3.3. Double Threshold Detection

This paper adopts the double threshold detection method named primary threshold and secondary threshold [24]. The GNSS signals are buried in thermal noise assumed to be zero mean, independent and identically distributed (IID). When interference is absent, the complex random variable $X_a\left(t\right)$ in Equation (8) is the zero mean and IID. Its magnitude spectrum $\varphi \left(k,l\right)$ in the TF plane can be written [25]

$$\varphi \left(k,l\right)=\sqrt{{\mathrm{Re}}^2\left[X_a\left(t_k,f_l\right)\right]+{\mathrm{Im}}^2\left[X_a\left(t_k,f_l\right)\right]}$$

(14)

where $k=1,\cdots ,N;l=1,\cdots ,N;$ $N$ is the length of samples. $X_a\left(t_k,f_l\right)$ is the result of TF transform for $X_a\left(t\right)$. The variable $\left|\varphi \left(k,l\right)\right|$ follows a Rayleigh distribution.
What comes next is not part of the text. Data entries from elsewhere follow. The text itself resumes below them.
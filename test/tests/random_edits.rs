/// Random edit sequences applied on the data side must leave the view side
/// with exactly the tree a plain model predicts.

use proptest::prelude::*;

use shadow_sync_data::ShadowElement;
use shadow_sync_test::{Harness, Shape};

#[derive(Clone, Debug)]
enum Op {
    CreateElement,
    CreateText,
    Append { parent: usize, child: usize },
    InsertBefore { parent: usize, child: usize, before: usize },
    Remove { child: usize },
    Release { node: usize },
}

fn op_strategy() -> impl Strategy<Value = Op> {
    prop_oneof![
        2 => Just(Op::CreateElement),
        2 => Just(Op::CreateText),
        4 => (any::<usize>(), any::<usize>()).prop_map(|(parent, child)| Op::Append { parent, child }),
        2 => (any::<usize>(), any::<usize>(), any::<usize>())
            .prop_map(|(parent, child, before)| Op::InsertBefore { parent, child, before }),
        1 => any::<usize>().prop_map(|child| Op::Remove { child }),
        1 => any::<usize>().prop_map(|node| Op::Release { node }),
    ]
}

struct ModelNode {
    element: ShadowElement,
    label: String,
    is_element: bool,
    parent: Option<usize>,
    children: Vec<usize>,
    released: bool,
}

/// Index 0 is the root, every other entry mirrors one data side node
struct Model {
    nodes: Vec<ModelNode>,
}

impl Model {
    fn new(root: ShadowElement) -> Self {
        Self {
            nodes: vec![ModelNode {
                element: root,
                label: "root".to_string(),
                is_element: true,
                parent: None,
                children: Vec::new(),
                released: false,
            }],
        }
    }

    fn live(&self) -> Vec<usize> {
        (1..self.nodes.len())
            .filter(|index| !self.nodes[*index].released)
            .collect()
    }

    fn containers(&self) -> Vec<usize> {
        (0..self.nodes.len())
            .filter(|index| self.nodes[*index].is_element && !self.nodes[*index].released)
            .collect()
    }

    fn is_ancestor(&self, ancestor: usize, mut node: usize) -> bool {
        loop {
            if node == ancestor {
                return true;
            }
            match self.nodes[node].parent {
                Some(parent) => node = parent,
                None => return false,
            }
        }
    }

    fn detach(&mut self, child: usize) {
        if let Some(parent) = self.nodes[child].parent.take() {
            self.nodes[parent].children.retain(|other| *other != child);
        }
    }

    fn shape(&self, index: usize) -> Shape {
        let node = &self.nodes[index];
        Shape {
            label: node.label.clone(),
            id: None,
            classes: Vec::new(),
            slot: None,
            children: node.children.iter().map(|child| self.shape(*child)).collect(),
            shadow: None,
        }
    }
}

fn pick(items: &[usize], seed: usize) -> Option<usize> {
    if items.is_empty() {
        None
    } else {
        Some(items[seed % items.len()])
    }
}

fn apply(harness: &mut Harness, model: &mut Model, op: Op) {
    let root = model.nodes[0].element;
    match op {
        Op::CreateElement | Op::CreateText => {
            let count = model.nodes.len();
            let is_element = matches!(op, Op::CreateElement);
            let (element, label) = if is_element {
                (
                    harness.data.create_element("view", "view", &root),
                    "element:view".to_string(),
                )
            } else {
                let text = format!("t{}", count);
                (
                    harness.data.create_text_node(&text, &root),
                    format!("text:{}", text),
                )
            };
            model.nodes.push(ModelNode {
                element,
                label,
                is_element,
                parent: None,
                children: Vec::new(),
                released: false,
            });
        }
        Op::Append { parent, child } => {
            let (Some(parent), Some(child)) = (pick(&model.containers(), parent), pick(&model.live(), child))
            else {
                return;
            };
            if model.is_ancestor(child, parent) {
                return;
            }
            let (parent_element, child_element) = (model.nodes[parent].element, model.nodes[child].element);
            harness.data.append_child(&parent_element, &child_element);
            model.detach(child);
            model.nodes[parent].children.push(child);
            model.nodes[child].parent = Some(parent);
        }
        Op::InsertBefore { parent, child, before } => {
            let Some(parent) = pick(&model.containers(), parent) else {
                return;
            };
            let siblings = model.nodes[parent].children.clone();
            let (Some(before), Some(child)) = (pick(&siblings, before), pick(&model.live(), child))
            else {
                return;
            };
            if child == before || model.is_ancestor(child, parent) {
                return;
            }
            harness.data.insert_before(
                &model.nodes[parent].element,
                &model.nodes[child].element,
                &model.nodes[before].element,
            );
            model.detach(child);
            let children = &mut model.nodes[parent].children;
            let index = children
                .iter()
                .position(|other| *other == before)
                .unwrap_or(children.len());
            children.insert(index, child);
            model.nodes[child].parent = Some(parent);
        }
        Op::Remove { child } => {
            let attached: Vec<usize> = model
                .live()
                .into_iter()
                .filter(|index| model.nodes[*index].parent.is_some())
                .collect();
            let Some(child) = pick(&attached, child) else {
                return;
            };
            let Some(parent) = model.nodes[child].parent else {
                return;
            };
            harness
                .data
                .remove_child(&model.nodes[parent].element, &model.nodes[child].element);
            model.detach(child);
        }
        Op::Release { node } => {
            // only detached leaves, so no released node stays in the tree
            let free: Vec<usize> = model
                .live()
                .into_iter()
                .filter(|index| {
                    model.nodes[*index].parent.is_none() && model.nodes[*index].children.is_empty()
                })
                .collect();
            let Some(node) = pick(&free, node) else {
                return;
            };
            harness.data.release(&model.nodes[node].element);
            model.nodes[node].released = true;
        }
    }
}

proptest! {
    #![proptest_config(ProptestConfig::with_cases(64))]

    #[test]
    fn random_edits_keep_both_trees_isomorphic(ops in prop::collection::vec(op_strategy(), 1..80)) {
        let mut harness = Harness::new();
        let mut model = Model::new(harness.data.root());

        for op in ops {
            apply(&mut harness, &mut model, op);
        }
        harness.pump().unwrap();

        prop_assert_eq!(harness.backend().root_shapes(), model.shape(0).children);
        prop_assert_eq!(harness.data.live_nodes(), model.live().len());
        prop_assert_eq!(harness.view.controller().live_nodes(), model.live().len());
    }
}
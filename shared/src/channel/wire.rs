use serde_json::Value;

use crate::{
    channel::ChannelEventType,
    error::ProtocolError,
    event::EventMutLevel,
    payload::SlotMode,
    types::{CallbackId, EventId, NodeId, SlotId, StyleScopeId, StyleSheetId, TraceId},
};

/// One message as it travels over the transport: `[opcode, arg1, arg2, ...]`
#[derive(Clone, Debug, PartialEq)]
pub struct WireMessage(Vec<Value>);

impl WireMessage {
    pub fn new(values: Vec<Value>) -> Self {
        Self(values)
    }

    pub fn values(&self) -> &[Value] {
        &self.0
    }

    pub fn into_values(self) -> Vec<Value> {
        self.0
    }

    /// Raw opcode number, unchecked against the enumeration
    pub fn raw_opcode(&self) -> Result<u64, ProtocolError> {
        self.0
            .first()
            .ok_or(ProtocolError::MalformedMessage {
                reason: "empty message",
            })?
            .as_u64()
            .ok_or(ProtocolError::MalformedMessage {
                reason: "opcode is not an unsigned integer",
            })
    }

    pub fn to_json_string(&self) -> String {
        Value::Array(self.0.clone()).to_string()
    }

    pub fn from_json_str(text: &str) -> Result<Self, ProtocolError> {
        let value: Value =
            serde_json::from_str(text).map_err(|err| ProtocolError::InvalidJson {
                reason: err.to_string(),
            })?;
        match value {
            Value::Array(values) => Ok(Self(values)),
            _ => Err(ProtocolError::MalformedMessage {
                reason: "message is not an array",
            }),
        }
    }
}

/// Conversion between a single message argument and its JSON form
pub trait ArgValue: Sized {
    const EXPECTED: &'static str;

    fn to_arg(&self) -> Value;

    fn from_arg(value: &Value) -> Option<Self>;
}

impl ArgValue for u32 {
    const EXPECTED: &'static str = "unsigned 32-bit integer";

    fn to_arg(&self) -> Value {
        Value::from(*self)
    }

    fn from_arg(value: &Value) -> Option<Self> {
        value.as_u64().and_then(|v| u32::try_from(v).ok())
    }
}

impl ArgValue for f64 {
    const EXPECTED: &'static str = "number";

    fn to_arg(&self) -> Value {
        // non-finite numbers have no JSON form
        serde_json::Number::from_f64(*self).map_or(Value::Null, Value::Number)
    }

    fn from_arg(value: &Value) -> Option<Self> {
        value.as_f64()
    }
}

impl ArgValue for bool {
    const EXPECTED: &'static str = "boolean";

    fn to_arg(&self) -> Value {
        Value::Bool(*self)
    }

    fn from_arg(value: &Value) -> Option<Self> {
        value.as_bool()
    }
}

impl ArgValue for String {
    const EXPECTED: &'static str = "string";

    fn to_arg(&self) -> Value {
        Value::String(self.clone())
    }

    fn from_arg(value: &Value) -> Option<Self> {
        value.as_str().map(str::to_string)
    }
}

impl ArgValue for Value {
    const EXPECTED: &'static str = "any value";

    fn to_arg(&self) -> Value {
        self.clone()
    }

    fn from_arg(value: &Value) -> Option<Self> {
        Some(value.clone())
    }
}

impl<T: ArgValue> ArgValue for Option<T> {
    const EXPECTED: &'static str = "value or null";

    fn to_arg(&self) -> Value {
        match self {
            Some(value) => value.to_arg(),
            None => Value::Null,
        }
    }

    fn from_arg(value: &Value) -> Option<Self> {
        match value {
            Value::Null => Some(None),
            other => T::from_arg(other).map(Some),
        }
    }
}

impl<T: ArgValue> ArgValue for Vec<T> {
    const EXPECTED: &'static str = "array";

    fn to_arg(&self) -> Value {
        Value::Array(self.iter().map(ArgValue::to_arg).collect())
    }

    fn from_arg(value: &Value) -> Option<Self> {
        value.as_array()?.iter().map(T::from_arg).collect()
    }
}

impl ArgValue for EventMutLevel {
    const EXPECTED: &'static str = "event mutation level";

    fn to_arg(&self) -> Value {
        Value::from(*self as u8)
    }

    fn from_arg(value: &Value) -> Option<Self> {
        value
            .as_u64()
            .and_then(|v| u8::try_from(v).ok())
            .and_then(EventMutLevel::from_u8)
    }
}

impl ArgValue for SlotMode {
    const EXPECTED: &'static str = "slot mode";

    fn to_arg(&self) -> Value {
        Value::from(*self as u8)
    }

    fn from_arg(value: &Value) -> Option<Self> {
        value
            .as_u64()
            .and_then(|v| u8::try_from(v).ok())
            .and_then(SlotMode::from_u8)
    }
}

macro_rules! id_arg_value {
    ($($name:ident),*) => {
        $(
            impl ArgValue for $name {
                const EXPECTED: &'static str = "positive id";

                fn to_arg(&self) -> Value {
                    Value::from(self.value())
                }

                fn from_arg(value: &Value) -> Option<Self> {
                    u32::from_arg(value).filter(|v| *v != 0).map($name::new)
                }
            }
        )*
    };
}

id_arg_value!(NodeId, CallbackId, EventId, StyleSheetId, StyleScopeId, SlotId, TraceId);

/// Builds a [`WireMessage`] argument by argument
pub struct ArgWriter {
    values: Vec<Value>,
}

impl ArgWriter {
    pub fn new(opcode: ChannelEventType) -> Self {
        Self {
            values: vec![Value::from(opcode.to_u8())],
        }
    }

    pub fn write<T: ArgValue>(&mut self, value: &T) {
        self.values.push(value.to_arg());
    }

    /// Writes an opaque payload as a JSON string argument
    pub fn write_json(&mut self, value: &Value) {
        self.values.push(Value::String(value.to_string()));
    }

    pub fn finish(self) -> WireMessage {
        WireMessage(self.values)
    }
}

/// Reads the arguments of one [`WireMessage`] in order
pub struct ArgReader<'a> {
    opcode: ChannelEventType,
    values: &'a [Value],
    // index of the next argument, opcode included
    cursor: usize,
}

impl<'a> ArgReader<'a> {
    pub fn new(opcode: ChannelEventType, message: &'a WireMessage) -> Self {
        Self {
            opcode,
            values: message.values(),
            cursor: 1,
        }
    }

    pub fn opcode(&self) -> ChannelEventType {
        self.opcode
    }

    pub fn read<T: ArgValue>(&mut self) -> Result<T, ProtocolError> {
        let index = self.cursor;
        let value = self.next_value()?;
        T::from_arg(value).ok_or(ProtocolError::InvalidArgument {
            opcode: self.opcode,
            index,
            expected: T::EXPECTED,
        })
    }

    /// Reads an argument that may be left out at the end of the message,
    /// treating absence like `null`
    pub fn read_optional<T: ArgValue>(&mut self) -> Result<Option<T>, ProtocolError> {
        if self.cursor >= self.values.len() {
            return Ok(None);
        }
        self.read::<Option<T>>()
    }

    /// Reads an opaque JSON string argument and parses it
    pub fn read_json(&mut self) -> Result<Value, ProtocolError> {
        let index = self.cursor;
        let text: String = self.read()?;
        serde_json::from_str(&text).map_err(|err| ProtocolError::InvalidPayload {
            opcode: self.opcode,
            index,
            reason: err.to_string(),
        })
    }

    /// Builds a payload error pointing at the most recently read argument
    pub fn payload_error(&self, reason: impl Into<String>) -> ProtocolError {
        ProtocolError::InvalidPayload {
            opcode: self.opcode,
            index: self.cursor.saturating_sub(1),
            reason: reason.into(),
        }
    }

    pub fn finish(self) -> Result<(), ProtocolError> {
        let remaining = self.values.len().saturating_sub(self.cursor);
        if remaining > 0 {
            return Err(ProtocolError::TrailingArguments {
                opcode: self.opcode,
                count: remaining,
            });
        }
        Ok(())
    }

    fn next_value(&mut self) -> Result<&'a Value, ProtocolError> {
        let value = self
            .values
            .get(self.cursor)
            .ok_or(ProtocolError::MissingArgument {
                opcode: self.opcode,
                index: self.cursor,
            })?;
        self.cursor += 1;
        Ok(value)
    }
}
The primary threshold setting is written as [26]

$$\eta =\overline{\varphi \left(k\right)}\sqrt{\frac{4}{\pi }}\sqrt{-\ln \left(P_{false}\right)}$$

(15)

where

$$\overline{\varphi \left(k\right)}=\frac{1}{N}{\displaystyle \sum _{l=1}^N\left|\varphi \left(k,l\right)\right|}$$

(16)

$\overline{\varphi \left(k\right)}$ is the average mean of $\varphi \left(k,l\right)$, $P_{false}$ is the false alarm rate. From Equation (15), the primary threshold can be determined by a predefined $P_{false}$. Then, the data in $X_a\left(t_k,f_l\right)$ are separated to a new set which is higher than the primary threshold and the Hough transform is applied to these data. The secondary threshold in the Hough domain is used to detect the target peak and is based on the primary threshold. The $P_{false}$ is determined by both the primary threshold and secondary threshold, written as

$$P_{false}=f\left(\eta ,\epsilon \right)$$

(17)

where $\eta$ is the primary threshold and $\epsilon$ is the secondary threshold. When the primary threshold is determined by the initial probability of false alarm, the secondary threshold is set by Monte Carlo simulation with fixed $P_{false}$.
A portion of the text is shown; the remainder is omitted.